Comme annoncé précédemment dans nos éditions, Idriss Déby et son petit comité ont décampé lundi dernier de Paris pour N’Djamena. La visite privée dans la capitale française avait deux buts.

 

1 – Faire un bilan de santé post-Ramadan

2 – Contacter quelques officiels Français, si ce n’est Macron lui-même afin de rassurer les milieux de soutien dans l’hexagone.

 

Il faut le dire avec une pointe de vérité, que la plupart du réseau dans les milieux de renseignements et militaires qui servaient de soutien à la dictature tchadienne est aujourd’hui très fébrile. Plusieurs des officiers qui plaidaient aveuglément pour Déby ont soit pris leurs retraites, ou décéder. Même les sphères politiques qui lui servent de paravent déchantent sans aucun enthousiasme.

 

Arrivé pour 5 jours, Idriss Déby a passé le clair de son temps pour ses visites médicales à l’hôpital américain de Neuilly. Depuis le tarissement de l’argent du pétrole décapité par lui, ses proches et son épouse, il ne prend plus ses quartiers au palace du Bristol, assez onéreux et extravagant. Il se contente de ses appartements privés, de haut standing, rue de Ponthieu, au nom de son épouse (Hinda Déby Itno née Mahamat Acyl) selon les services du cadastre du 8ème arrondissement de Paris. Selon notre investigation cet appartement aurait 3 fois changé de nom, pour ne conserver que le fameux nom ci-haut cité.

 

Les visites à l’hôpital américain ont été supervisées par son médecin personnel le Dr Mahamat Hassan. Il faut le dire, selon nos sources à N’Djamena, que le dictateur tchadien souffrait des problèmes intestinaux juste après la formation de son gouvernement de sa 4ème République. Une urgence tout de suite prise au sérieux et pour décider de venir avant le mois de Jeûn du Ramadan en France. À Paris, une journée fut consacrée à ses consultations avec le Dr ABIAAT quand son épouse faisait les magasins avec Mathias un des chauffeurs de l’ambassade du Tchad. Djiddi Saleh qui l’avait accompagné aurait, nous disons bien aurait de son propre chef chercher à contacter le tribunal de 1ère instance de Paris, afin d’élucider la plainte déposée contre lui.

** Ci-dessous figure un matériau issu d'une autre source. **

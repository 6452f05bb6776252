//! ConstraintApplier: forces constraint edges into the mesh via Sloan's
//! (1993) algorithm — locate crossings, then repeatedly flip convex
//! quadrilaterals until the edge appears. Grounded in the fan-walk +
//! bounded-flip-pass approach shown in `dima634/baby_shark`'s
//! `constrained_delaunay.rs` (`insert_edge`/`flip_edge`/`unsafe_flips`),
//! adapted here to the flat-array half-edge representation instead of
//! `baby_shark`'s struct mesh.

use log::{debug, trace};

use crate::elem::Vertex;
use crate::geom::GeomKernel;
use crate::mesh::Triangulation;
use crate::settings::Settings;
use crate::status::{Error, Status};
use crate::util::{next_halfedge, prev_halfedge, OptionIndex};

enum Crossing {
    /// The edge already exists as some half-edge `h` with
    /// `{triangles[h], triangles[next(h)]} = {u, v}`.
    AlreadyExists,
    /// A chain of crossed diagonal half-edges from `u` toward `v`.
    Found(Vec<usize>),
    /// Neither direction around `u` reached `v` without hitting a mesh
    /// boundary first.
    HitBoundary,
}

impl<T: GeomKernel> Triangulation<T> {
    /// Runs ConstraintApplier (§4.4) over every `(u, v)` pair in
    /// `constraint_edges`, honoring `ignore_for_planting` (same length,
    /// one entry per pair).
    pub fn apply_constraints(
        &mut self,
        constraint_edges: &[(usize, usize)],
        ignore_for_planting: &[bool],
        settings: &Settings<T>,
    ) -> Result<(), Error> {
        let mut point_to_halfedge = self.build_vertex_to_halfedge();

        for (idx, &(u, v)) in constraint_edges.iter().enumerate() {
            if settings.is_cancelled() {
                self.status |= Status::CANCELLED;
                return Ok(());
            }

            let ignored = ignore_for_planting.get(idx).copied().unwrap_or(false);
            self.apply_one_constraint(u, v, ignored, settings, &mut point_to_halfedge)?;
        }

        debug!(
            "constraints: applied {} pairs, {} triangles",
            constraint_edges.len(),
            self.len()
        );
        Ok(())
    }

    fn fan_around(&self, start_he: usize) -> crate::iter::VertexEdgeIter<'_, T> {
        Vertex {
            triangulation: self,
            index: start_he,
        }
        .edges()
    }

    fn find_crossings(&self, u: usize, v: usize, start_he: usize) -> Crossing {
        let pu = self.positions[u];
        let pv = self.positions[v];

        let mut first = None;
        for h in self.fan_around(start_he) {
            let o = next_halfedge(h.id());
            let (a, b) = self.edge_endpoints(o);
            if a == v || b == v {
                return Crossing::AlreadyExists;
            }
            if T::segments_properly_intersect(pu, pv, self.positions[a], self.positions[b]) {
                first = Some(o);
                break;
            }
        }

        let mut o = match first {
            Some(o) => o,
            None => return Crossing::HitBoundary,
        };

        let mut crossings = vec![o];
        loop {
            let g = match self.halfedges[o].get() {
                Some(g) => g,
                None => return Crossing::HitBoundary,
            };
            let cand0 = next_halfedge(g);
            let cand1 = prev_halfedge(g);

            let (a0, b0) = self.edge_endpoints(cand0);
            if a0 == v || b0 == v {
                return Crossing::Found(crossings);
            }
            let (a1, b1) = self.edge_endpoints(cand1);
            if a1 == v || b1 == v {
                return Crossing::Found(crossings);
            }

            o = if T::segments_properly_intersect(pu, pv, self.positions[a0], self.positions[b0]) {
                cand0
            } else {
                cand1
            };
            crossings.push(o);
        }
    }

    fn apply_one_constraint(
        &mut self,
        u: usize,
        v: usize,
        ignored: bool,
        settings: &Settings<T>,
        point_to_halfedge: &mut [OptionIndex],
    ) -> Result<(), Error> {
        if let Some(existing) = self.find_existing_edge(u, v) {
            self.mark_constrained(existing, ignored);
            return Ok(());
        }

        let start_he = match point_to_halfedge[u].get() {
            Some(h) => h,
            None => return Ok(()), // isolated vertex, nothing to do
        };

        let mut pending = match self.find_crossings(u, v, start_he) {
            Crossing::AlreadyExists => {
                if let Some(existing) = self.find_existing_edge(u, v) {
                    self.mark_constrained(existing, ignored);
                }
                return Ok(());
            }
            Crossing::HitBoundary => {
                trace!("constraint ({}, {}) never crosses the mesh interior", u, v);
                return Ok(());
            }
            Crossing::Found(pending) => pending,
        };

        let mut pass = 0u32;
        while !pending.is_empty() {
            if settings.is_cancelled() {
                self.status |= Status::CANCELLED;
                return Ok(());
            }
            if pass >= settings.sloan_max_iters {
                return Err(Error::SloanItersExceeded(settings.sloan_max_iters));
            }
            pass += 1;

            let mut next_pending = Vec::new();
            for &h in &pending {
                // The half-edge may have been relocated by an earlier flip
                // in this same pass; `h` always still identifies a live
                // diagonal because flips only ever touch the two slots of
                // the quad they resolve and we re-queue by slot id.
                let g = match self.halfedges[h].get() {
                    Some(g) => g,
                    None => continue, // became a boundary edge somehow; drop it
                };

                let (oa, ob) = self.edge_endpoints(h);
                let op = self.triangles[prev_halfedge(h)];
                let gp = self.triangles[prev_halfedge(g)];

                let pa = self.positions[oa];
                let pb = self.positions[ob];
                let pop = self.positions[op];
                let pgp = self.positions[gp];

                if !T::is_convex_quadrilateral(pb, pop, pa, pgp) {
                    next_pending.push(h);
                    continue;
                }

                let (ar, bl) = self.flip_edge(h, g);

                let new_diag_is_c =
                    (op == u && gp == v) || (op == v && gp == u);
                if new_diag_is_c {
                    self.mark_constrained(ar, ignored);
                } else if T::segments_properly_intersect(
                    self.positions[u],
                    self.positions[v],
                    pop,
                    pgp,
                ) {
                    next_pending.push(ar);
                }
            }
            pending = next_pending;
        }

        for v in point_to_halfedge.iter_mut() {
            if let Some(h) = v.get() {
                if h >= self.triangles.len() {
                    *v = OptionIndex::none();
                }
            }
        }
        *point_to_halfedge = self.build_vertex_to_halfedge();

        Ok(())
    }

    pub(crate) fn find_existing_edge(&self, u: usize, v: usize) -> Option<usize> {
        for h in 0..self.triangles.len() {
            let (a, b) = self.edge_endpoints(h);
            if (a == u && b == v) || (a == v && b == u) {
                return Some(h);
            }
        }
        None
    }

    fn mark_constrained(&mut self, h: usize, ignored: bool) {
        self.constrained_halfedges[h] = true;
        self.ignored_halfedges_for_planting[h] = ignored;
        if let Some(g) = self.halfedges[h].get() {
            self.constrained_halfedges[g] = true;
            self.ignored_halfedges_for_planting[g] = ignored;
        }
    }

    /// Flips the shared diagonal of the two triangles meeting at `o`/`g`
    /// (`g` must equal `halfedges[o]`), rewriting both triangles in place
    /// and propagating the displaced `ar`/`bl` edges' constraint flags to
    /// their new homes. Returns the new diagonal's two twin slots. Shared
    /// with the Refiner's post-split legalization pass.
    pub(crate) fn flip_edge(&mut self, o: usize, g: usize) -> (usize, usize) {
        let ar = prev_halfedge(o);
        let al = next_halfedge(o);
        let bl = prev_halfedge(g);
        let nr = next_halfedge(g);

        let op = self.triangles[ar];
        let oa = self.triangles[o];
        let gp = self.triangles[bl];
        debug_assert_eq!(self.triangles[al], self.triangles[g]);
        let _ob = self.triangles[al];
        debug_assert_eq!(self.triangles[nr], oa);

        let ar_constrained = self.constrained_halfedges[ar];
        let ar_ignored = self.ignored_halfedges_for_planting[ar];
        let bl_constrained = self.constrained_halfedges[bl];
        let bl_ignored = self.ignored_halfedges_for_planting[bl];

        let har = self.halfedges[ar];
        let hbl = self.halfedges[bl];

        self.triangles[o] = gp;
        self.triangles[g] = op;

        self.link(o, hbl);
        self.link(g, har);
        self.link(ar, bl.into());

        if let Some(har) = har.get() {
            self.constrained_halfedges[har] = ar_constrained;
            self.ignored_halfedges_for_planting[har] = ar_ignored;
        }
        self.constrained_halfedges[g] = ar_constrained;
        self.ignored_halfedges_for_planting[g] = ar_ignored;

        if let Some(hbl) = hbl.get() {
            self.constrained_halfedges[hbl] = bl_constrained;
            self.ignored_halfedges_for_planting[hbl] = bl_ignored;
        }
        self.constrained_halfedges[o] = bl_constrained;
        self.ignored_halfedges_for_planting[o] = bl_ignored;

        self.constrained_halfedges[ar] = false;
        self.constrained_halfedges[bl] = false;
        self.ignored_halfedges_for_planting[ar] = false;
        self.ignored_halfedges_for_planting[bl] = false;

        self.update_circle(o / 3);
        self.update_circle(g / 3);

        (ar, bl)
    }
}

#[cfg(test)]
mod test {
    use super::*;
    use crate::point::Point;

    #[test]
    fn test_square_diagonal_constraint() {
        let points = vec![
            Point::new(0.0_f64, 0.0),
            Point::new(1.0, 0.0),
            Point::new(1.0, 1.0),
            Point::new(0.0, 1.0),
        ];
        let mut triangulation = Triangulation::build_delaunay(points).unwrap();
        let settings = Settings::<f64>::default();
        triangulation
            .apply_constraints(&[(0, 2)], &[false], &settings)
            .unwrap();

        let has_constrained_diagonal = (0..triangulation.triangles.len()).any(|h| {
            let (a, b) = triangulation.edge_endpoints(h);
            triangulation.constrained_halfedges[h] && ((a, b) == (0, 2) || (a, b) == (2, 0))
        });
        assert!(has_constrained_diagonal);
    }
}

La réponse du tribunal aurait été simple. Il faudrait qu’il se défasse de sa protection diplomatique et se présenter à la justice en simple citoyen français (puisqu’il est détenteur d’un passeport tchadien). Il faut le noter, que depuis longtemps, Djiddi Saleh profite de la délégation sous l’ombre de Déby pour chercher à dénouer son problème, fort hélas. On ne peut pas se soustraire à la justice en France comme on le fait au Tchad par ses relations hauts placées.

 

Pendant le séjour de la délégation à Paris, l’aide de camp d’Idriss Déby continue de semer la terreur. Il exerce une pression sans faille sur le personnel (chauffeur et attaché) de l’ambassade. De mensonge en mensonge, il attribue des faits inexistants en faisant passer des fiches à son patron. Sur un des chauffeurs, il colporte que c’est lui qui fait sortir les fuites d’infos vers les activistes. Un autre assistant, bien connu de la place est accusée par le même Khoudar d’affairisme, même si réellement il officie en eau trouble contre sa hiérarchie présente. Lesdits chauffeur et assistant sont priés de ne pas approcher toute délégation présidentielle ni de près, ni de loin. Factice, d’un môme qui prend son président comme son ami et qui fait le mélange des genres, lui colportant des mensonges pour régler des comptes, se comportant en sa présence comme si Idriss Déby n’est pas son président, mais son pote. Jamais de mémoire d’aide de camp, jamais les choses n’ont été prises avec autant de légèreté.

 

Côté officiel, rien ne fut non plus en dehors du fameux Le Drian (ministre des Affaires étrangères de la France et ami des dictateurs africains). Le lobby censé rehausser les contacts n’a abouti à rien. Diplomatiquement, on fait savoir au dictateur tchadien que les officiels demandés sont tous en mission, et le président Macron est en déplacement. Toutefois, par voie diplomatique les messages ont été reçus prévient notre source. Aucune autre rencontre n’a pu avoir lieu, sachant que certains politiques tchadiens reçus dans certains bureaux officiels de la rue Élysée ne plaisent pas à la présidence des Itno. Lundi après-midi, vers 15 h 30, Idriss Déby et sa harde sont partis pour le Tchad, où plusieurs décisions sont attendues.